Tightening the Evaluation of PAC Bounds Using Formal Verification Results
- URL: http://arxiv.org/abs/2407.20122v1
- Date: Mon, 29 Jul 2024 15:53:14 GMT
- Title: Tightening the Evaluation of PAC Bounds Using Formal Verification Results
- Authors: Thomas Walker, Alessio Lomuscio,
- Abstract summary: We take the novel approach of using the formal verification of neural systems to inform the evaluation of PAC bounds.
We show that conditioning existing bounds on verification results leads to a tightening proportional to the underlying probability mass of the verified region.

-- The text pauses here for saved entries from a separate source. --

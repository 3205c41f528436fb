//! Ordered fallback chains.
//!
//! A chain holds strategies in priority order. Resolving it runs each attempt
//! in turn; an attempt that errors or yields nothing is logged and skipped, and
//! the first value produced wins. When every attempt misses, the caller's
//! default is returned instead of an error.

use std::fmt::Display;
use std::future::Future;

/// One named strategy in a chain
#[derive(Debug, Clone)]
pub struct Step<S> {
    pub description: String,
    pub strategy: S,
}

/// Where a resolved value came from
#[derive(Debug, Clone, PartialEq, Eq)]
pub enum Resolution<T> {
    Found {
        value: T,
        step: usize,
        description: String,
    },
    Default(T),
}

impl<T> Resolution<T> {
    pub fn into_value(self) -> T {
        match self {
            Resolution::Found { value, .. } | Resolution::Default(value) => value,
        }
    }

    pub fn value(&self) -> &T {
        match self {
            Resolution::Found { value, .. } | Resolution::Default(value) => value,
        }
    }

    pub fn is_found(&self) -> bool {
        matches!(self, Resolution::Found { .. })
    }

    /// Index of the step that produced the value
    pub fn step(&self) -> Option<usize> {
        match self {
            Resolution::Found { step, .. } => Some(*step),
            Resolution::Default(_) => None,
        }
    }
}

/// Strategies evaluated in priority order
#[derive(Debug, Clone)]
pub struct FallbackChain<S> {
    name: String,
    steps: Vec<Step<S>>,
}

impl<S> FallbackChain<S> {
    pub fn new(name: impl Into<String>) -> Self {
        Self {
            name: name.into(),
            steps: Vec::new(),
        }
    }

    /// Append a strategy with the lowest priority so far
    pub fn then(mut self, description: impl Into<String>, strategy: S) -> Self {
        self.steps.push(Step {
            description: description.into(),
            strategy,
        });
        self
    }

    pub fn name(&self) -> &str {
        &self.name
    }

    pub fn steps(&self) -> &[Step<S>] {
        &self.steps
    }

    pub fn len(&self) -> usize {
        self.steps.len()
    }

    pub fn is_empty(&self) -> bool {
        self.steps.is_empty()
    }

    /// Run attempts in order until one yields a value
    pub async fn resolve<'a, T, E, F, Fut>(&'a self, default: T, mut attempt: F) -> Resolution<T>
    where
        F: FnMut(&'a S) -> Fut,
        Fut: Future<Output = Result<Option<T>, E>>,
        E: Display,
    {
        for (index, step) in self.steps.iter().enumerate() {
            match attempt(&step.strategy).await {
                Ok(Some(value)) => {
                    tracing::debug!(
                        chain = %self.name,
                        step = %step.description,
                        "fallback step succeeded"
                    );
                    return Resolution::Found {
                        value,
                        step: index,
                        description: step.description.clone(),
                    };
                }
                Ok(None) => {
                    tracing::debug!(chain = %self.name, step = %step.description, "no value");
                }
                Err(e) => {
                    tracing::debug!(
                        chain = %self.name,
                        step = %step.description,
                        error = %e,
                        "fallback step failed"
                    );
                }
            }
        }

        tracing::debug!(chain = %self.name, "all fallback steps exhausted");
        Resolution::Default(default)
    }
}

#[cfg(test)]
mod tests {
    use super::*;
    use std::cell::RefCell;

    fn chain() -> FallbackChain<&'static str> {
        FallbackChain::new("price")
            .then("primary", "missing")
            .then("broken", "error")
            .then("secondary", "₹10")
            .then("tertiary", "₹20")
    }

    async fn lookup(strategy: &str) -> Result<Option<String>, String> {
        match strategy {
            "missing" => Ok(None),
            "error" => Err("element not found".to_string()),
            value => Ok(Some(value.to_string())),
        }
    }

    #[tokio::test]
    async fn test_first_successful_step_wins() {
        let visited = RefCell::new(Vec::new());
        let chain = chain();

        let resolution = chain
            .resolve("N/A".to_string(), |strategy| {
                visited.borrow_mut().push(*strategy);
                lookup(strategy)
            })
            .await;

        assert_eq!(resolution.step(), Some(2));
        assert_eq!(resolution.value(), "₹10");
        // Lower priority steps never run
        assert_eq!(*visited.borrow(), vec!["missing", "error", "₹10"]);
    }

    #[tokio::test]
    async fn test_exhausted_chain_returns_default() {
        let chain = FallbackChain::new("title")
            .then("primary", "missing")
            .then("secondary", "error");

        let resolution = chain.resolve("N/A".to_string(), |s| lookup(s)).await;

        assert!(!resolution.is_found());
        assert_eq!(resolution.into_value(), "N/A");
    }

    #[tokio::test]
    async fn test_empty_chain_returns_default() {
        let chain: FallbackChain<&str> = FallbackChain::new("empty");
        assert!(chain.is_empty());

        let resolution = chain.resolve(0, |_| async { Ok::<_, String>(Some(1)) }).await;
        assert_eq!(resolution, Resolution::Default(0));
    }
}
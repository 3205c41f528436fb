mod cart;
mod cdp;
mod chrome_finder;
mod error;
mod extractor;
mod launcher;
mod locator;
mod login;
mod page;
mod profile;
mod session;
mod snapshot;
mod storefront;

#[cfg(test)]
mod testing;

pub use cart::{CartExecutor, CartOutcome, CartTimeouts};
pub use cdp::CdpPage;
pub use chrome_finder::ChromeFinder;
pub use error::{Error, Result};
pub use extractor::{FieldLookup, ProductExtractor};
pub use launcher::{ChromeLauncher, DEFAULT_DEBUGGING_PORT};
pub use locator::Locator;
pub use login::{FORM_TIMEOUT, LoginOutcome, fill_sign_in};
pub use page::{PageDriver, wait_for_clickable, wait_for_presence, wait_until};
pub use profile::{ProfileChoice, ProfileManager};
pub use session::{BrowserConfig, BrowserSession};
pub use snapshot::HtmlSnapshot;
pub use storefront::{Storefront, TabSwitch};
use chrono::{DateTime, TimeZone};
use serde::{Serialize, Serializer};

/// Placeholder stored for any field no lookup strategy could resolve
pub const NOT_FOUND: &str = "N/A";

/// Details of one inspected product, as written to the session file
#[derive(Debug, Clone, PartialEq, Eq, Serialize)]
pub struct ProductRecord {
    #[serde(rename = "ASIN")]
    pub asin: String,
    #[serde(rename = "Title")]
    pub title: String,
    #[serde(rename = "Price")]
    pub price: String,
    #[serde(rename = "Image_URL")]
    pub image_url: String,
    #[serde(rename = "Date")]
    pub date: String,
    #[serde(rename = "Time")]
    pub time: String,
    #[serde(rename = "Added_to_Cart", serialize_with = "yes_no")]
    pub added_to_cart: bool,
    #[serde(rename = "Amazon_Link")]
    pub link: String,
}

impl ProductRecord {
    /// Build a record stamped with the local date and time of inspection
    pub fn new<Tz>(
        asin: String,
        title: String,
        price: String,
        image_url: String,
        link: String,
        inspected_at: &DateTime<Tz>,
    ) -> Self
    where
        Tz: TimeZone,
        Tz::Offset: std::fmt::Display,
    {
        Self {
            asin,
            title,
            price,
            image_url,
            date: inspected_at.format("%Y-%m-%d").to_string(),
            time: inspected_at.format("%H:%M:%S").to_string(),
            added_to_cart: false,
            link,
        }
    }

    pub fn has_title(&self) -> bool {
        self.title != NOT_FOUND
    }

    pub fn has_price(&self) -> bool {
        self.price != NOT_FOUND
    }
}

fn yes_no<S: Serializer>(value: &bool, serializer: S) -> std::result::Result<S::Ok, S::Error> {
    serializer.serialize_str(if *value { "Yes" } else { "No" })
}
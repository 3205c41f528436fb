//! Scriptable page for unit tests

use crate::{Error, Locator, PageDriver, Result};
use async_trait::async_trait;
use std::cell::RefCell;
use std::collections::HashMap;

#[derive(Debug, Clone, PartialEq, Eq)]
pub enum Call {
    Present(Locator),
    Clickable(Locator),
    Scroll(Locator),
    Highlight(Locator),
    Type(Locator, String),
    Click(Locator),
    ForceClick(Locator),
}

#[derive(Default)]
pub struct MockPage {
    pub url: String,
    pub elements: HashMap<Locator, String>,
    pub unclickable: Vec<Locator>,
    pub native_click_blocked: Vec<Locator>,
    pub calls: RefCell<Vec<Call>>,
}

impl MockPage {
    pub fn with_elements(locators: &[Locator]) -> Self {
        Self {
            elements: locators
                .iter()
                .map(|locator| (locator.clone(), String::new()))
                .collect(),
            ..Default::default()
        }
    }

    pub fn calls(&self) -> Vec<Call> {
        self.calls.borrow().clone()
    }

    fn record(&self, call: Call) {
        self.calls.borrow_mut().push(call);
    }

    fn require(&self, locator: &Locator) -> Result<&String> {
        self.elements
            .get(locator)
            .ok_or_else(|| Error::ElementNotFound(locator.to_string()))
    }
}

#[async_trait(?Send)]
impl PageDriver for MockPage {
    async fn current_url(&self) -> Result<String> {
        Ok(self.url.clone())
    }

    async fn text(&self, locator: &Locator) -> Result<String> {
        self.require(locator).map(|text| text.trim().to_string())
    }

    async fn attribute(&self, locator: &Locator, _name: &str) -> Result<Option<String>> {
        self.require(locator).map(|value| Some(value.clone()))
    }

    async fn is_present(&self, locator: &Locator) -> Result<bool> {
        self.record(Call::Present(locator.clone()));
        Ok(self.elements.contains_key(locator))
    }

    async fn is_clickable(&self, locator: &Locator) -> Result<bool> {
        self.record(Call::Clickable(locator.clone()));
        Ok(self.elements.contains_key(locator) && !self.unclickable.contains(locator))
    }

    async fn scroll_into_view(&self, locator: &Locator) -> Result<()> {
        self.record(Call::Scroll(locator.clone()));
        self.require(locator).map(|_| ())
    }

    async fn highlight(&self, locator: &Locator) -> Result<()> {
        self.record(Call::Highlight(locator.clone()));
        self.require(locator).map(|_| ())
    }

    async fn type_text(&self, locator: &Locator, text: &str) -> Result<()> {
        self.require(locator)?;
        self.record(Call::Type(locator.clone(), text.to_string()));
        Ok(())
    }

    async fn click(&self, locator: &Locator) -> Result<()> {
        self.record(Call::Click(locator.clone()));
        self.require(locator)?;
        if self.native_click_blocked.contains(locator) {
            return Err(Error::Cdp("element click intercepted".to_string()));
        }
        Ok(())
    }

    async fn force_click(&self, locator: &Locator) -> Result<()> {
        self.record(Call::ForceClick(locator.clone()));
        self.require(locator).map(|_| ())
    }
}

- Score: 16.671097256655777
- License: http://arxiv.org/licenses/nonexclusive-distrib/1.0/
- Abstract: Probably Approximately Correct (PAC) bounds are widely used to derive probabilistic guarantees for the generalisation of machine learning models. They highlight the components of the model which contribute to its generalisation capacity. However, current state-of-the-art results are loose in approximating the generalisation capacity of deployed machine learning models. Consequently, while PAC bounds are theoretically useful, their applicability for evaluating a model's generalisation property in a given operational design domain is limited. The underlying classical theory is supported by the idea that bounds can be tightened when the number of test points available to the user to evaluate the model increases. Yet, in the case of neural networks, the number of test points required to obtain bounds of interest is often impractical even for small problems. In this paper, we take the novel approach of using the formal verification of neural systems to inform the evaluation of PAC bounds. Rather than using pointwise information obtained from repeated tests, we use verification results on regions around test points. We show that conditioning existing bounds on verification results leads to a tightening proportional to the underlying probability mass of the verified region.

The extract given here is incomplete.